List, from the lines below, each one with "field" in it.

↓↓↓

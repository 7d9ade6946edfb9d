//! MemTable implementation
//!
//! BTreeMap keyed by (user key, newest sequence first) behind a RwLock. The
//! write thread guarantees a single inserter at a time; readers run
//! concurrently through the read lock.

use std::cmp::Reverse;
use std::collections::BTreeMap;
use std::sync::atomic::{AtomicU32, AtomicU64, AtomicU8, Ordering};
use std::sync::Arc;

use parking_lot::{Mutex, RwLock};

use crate::lookup::GetContext;
use crate::types::{InternalEntry, SequenceNumber, ValueType};
use crate::version::FileMetaData;

/// Fixed per-entry overhead added to the size estimate
const ENTRY_OVERHEAD: u64 = 24;

#[derive(Debug, Clone, PartialEq, Eq, PartialOrd, Ord)]
struct MemKey {
    user_key: Vec<u8>,
    sequence: Reverse<SequenceNumber>,
}

/// Progress of a memtable towards becoming a table file
#[derive(Debug, Clone, Copy, PartialEq, Eq)]
#[repr(u8)]
pub enum FlushState {
    NotRequested = 0,
    Requested = 1,
    Scheduled = 2,
}

#[derive(Debug, Default)]
struct FlushProgress {
    in_progress: bool,
    completed: bool,
    output: Option<Arc<FileMetaData>>,
}

/// In-memory write buffer
pub struct MemTable {
    id: u64,
    table: RwLock<BTreeMap<MemKey, (ValueType, Vec<u8>)>>,
    write_buffer_size: u64,
    approximate_memory_usage: AtomicU64,
    num_entries: AtomicU64,
    num_deletes: AtomicU64,
    first_sequence: AtomicU64,
    flush_state: AtomicU8,
    refs: AtomicU32,
    /// Log opened when this memtable was retired; older logs are not needed
    /// once it is flushed.
    next_log_number: AtomicU64,
    flush: Mutex<FlushProgress>,
}

impl MemTable {
    pub fn new(id: u64, write_buffer_size: u64) -> Self {
        Self {
            id,
            table: RwLock::new(BTreeMap::new()),
            write_buffer_size,
            approximate_memory_usage: AtomicU64::new(0),
            num_entries: AtomicU64::new(0),
            num_deletes: AtomicU64::new(0),
            first_sequence: AtomicU64::new(0),
            flush_state: AtomicU8::new(FlushState::NotRequested as u8),
            refs: AtomicU32::new(0),
            next_log_number: AtomicU64::new(0),
            flush: Mutex::new(FlushProgress::default()),
        }
    }

    pub fn id(&self) -> u64 {
        self.id
    }

    // =========================================================================
    // Writes and Reads
    // =========================================================================

    /// Insert one versioned entry. Callers serialize inserts.
    pub fn add(&self, sequence: SequenceNumber, kind: ValueType, key: &[u8], value: &[u8]) {
        let charge = key.len() as u64 + value.len() as u64 + ENTRY_OVERHEAD;
        self.table.write().insert(
            MemKey {
                user_key: key.to_vec(),
                sequence: Reverse(sequence),
            },
            (kind, value.to_vec()),
        );
        let usage = self.approximate_memory_usage.fetch_add(charge, Ordering::Relaxed) + charge;
        self.num_entries.fetch_add(1, Ordering::Relaxed);
        if kind == ValueType::Deletion {
            self.num_deletes.fetch_add(1, Ordering::Relaxed);
        }
        let _ = self
            .first_sequence
            .compare_exchange(0, sequence, Ordering::AcqRel, Ordering::Acquire);

        if usage >= self.write_buffer_size {
            let _ = self.flush_state.compare_exchange(
                FlushState::NotRequested as u8,
                FlushState::Requested as u8,
                Ordering::AcqRel,
                Ordering::Acquire,
            );
        }
    }

    /// Feed versions of the looked-up key visible at the context's snapshot.
    /// Returns true when the lookup is settled.
    pub fn get(&self, ctx: &mut GetContext<'_>) -> bool {
        let table = self.table.read();
        let start = MemKey {
            user_key: ctx.user_key().to_vec(),
            sequence: Reverse(ctx.snapshot()),
        };
        for (key, (kind, value)) in table.range(start..) {
            if key.user_key.as_slice() != ctx.user_key() {
                break;
            }
            if ctx.save_value(*kind, value) {
                return true;
            }
        }
        false
    }

    /// Every entry in key order, newest version of each key first.
    pub fn entries(&self) -> Vec<InternalEntry> {
        self.table
            .read()
            .iter()
            .map(|(key, (kind, value))| InternalEntry {
                user_key: key.user_key.clone(),
                sequence: key.sequence.0,
                kind: *kind,
                value: value.clone(),
            })
            .collect()
    }

    // =========================================================================
    // Statistics
    // =========================================================================

    pub fn approximate_memory_usage(&self) -> u64 {
        self.approximate_memory_usage.load(Ordering::Relaxed)
    }

    pub fn num_entries(&self) -> u64 {
        self.num_entries.load(Ordering::Relaxed)
    }

    pub fn num_deletes(&self) -> u64 {
        self.num_deletes.load(Ordering::Relaxed)
    }

    /// Sequence of the first insert, 0 while empty
    pub fn first_sequence(&self) -> SequenceNumber {
        self.first_sequence.load(Ordering::Acquire)
    }

    pub fn is_empty(&self) -> bool {
        self.first_sequence() == 0
    }

    // =========================================================================
    // Flush Triggering
    // =========================================================================

    pub fn flush_state(&self) -> FlushState {
        match self.flush_state.load(Ordering::Acquire) {
            0 => FlushState::NotRequested,
            1 => FlushState::Requested,
            _ => FlushState::Scheduled,
        }
    }

    /// True once the memtable is full and nobody has scheduled its flush yet
    pub fn should_schedule_flush(&self) -> bool {
        self.flush_state() == FlushState::Requested
    }

    /// Claim the flush request. Only the first caller gets true.
    pub fn mark_flush_scheduled(&self) -> bool {
        self.flush_state
            .compare_exchange(
                FlushState::Requested as u8,
                FlushState::Scheduled as u8,
                Ordering::AcqRel,
                Ordering::Acquire,
            )
            .is_ok()
    }

    // =========================================================================
    // Reference Counting
    // =========================================================================

    pub fn ref_(&self) {
        self.refs.fetch_add(1, Ordering::AcqRel);
    }

    /// Drop one logical reference; true if it was the last one.
    pub fn unref(&self) -> bool {
        let prev = self.refs.fetch_sub(1, Ordering::AcqRel);
        debug_assert!(prev > 0, "memtable {} unref below zero", self.id);
        prev == 1
    }

    pub fn refs(&self) -> u32 {
        self.refs.load(Ordering::Acquire)
    }

    // =========================================================================
    // Flush Bookkeeping (engine lock held)
    // =========================================================================

    pub fn set_next_log_number(&self, number: u64) {
        self.next_log_number.store(number, Ordering::Release);
    }

    pub fn next_log_number(&self) -> u64 {
        self.next_log_number.load(Ordering::Acquire)
    }

    pub fn flush_in_progress(&self) -> bool {
        self.flush.lock().in_progress
    }

    pub fn flush_completed(&self) -> bool {
        self.flush.lock().completed
    }

    pub(crate) fn begin_flush(&self) {
        let mut flush = self.flush.lock();
        flush.in_progress = true;
        flush.completed = false;
        flush.output = None;
    }

    pub(crate) fn complete_flush(&self, output: Option<Arc<FileMetaData>>) {
        let mut flush = self.flush.lock();
        flush.completed = true;
        flush.output = output;
    }

    pub(crate) fn reset_flush(&self) {
        let mut flush = self.flush.lock();
        flush.in_progress = false;
        flush.completed = false;
        flush.output = None;
    }

    pub(crate) fn flush_output(&self) -> Option<Arc<FileMetaData>> {
        self.flush.lock().output.clone()
    }
}

impl std::fmt::Debug for MemTable {
    fn fmt(&self, f: &mut std::fmt::Formatter<'_>) -> std::fmt::Result {
        f.debug_struct("MemTable")
            .field("id", &self.id)
            .field("entries", &self.num_entries())
            .field("bytes", &self.approximate_memory_usage())
            .field("refs", &self.refs())
            .finish()
    }
}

↑↑↑

◆ FINISHED EXERCISE ◆
            .field("id", &self.id)
            .field("entries", &self.num_entries())
            .field("bytes", &self.approximate_memory_usage())
            .field("refs", &self.refs())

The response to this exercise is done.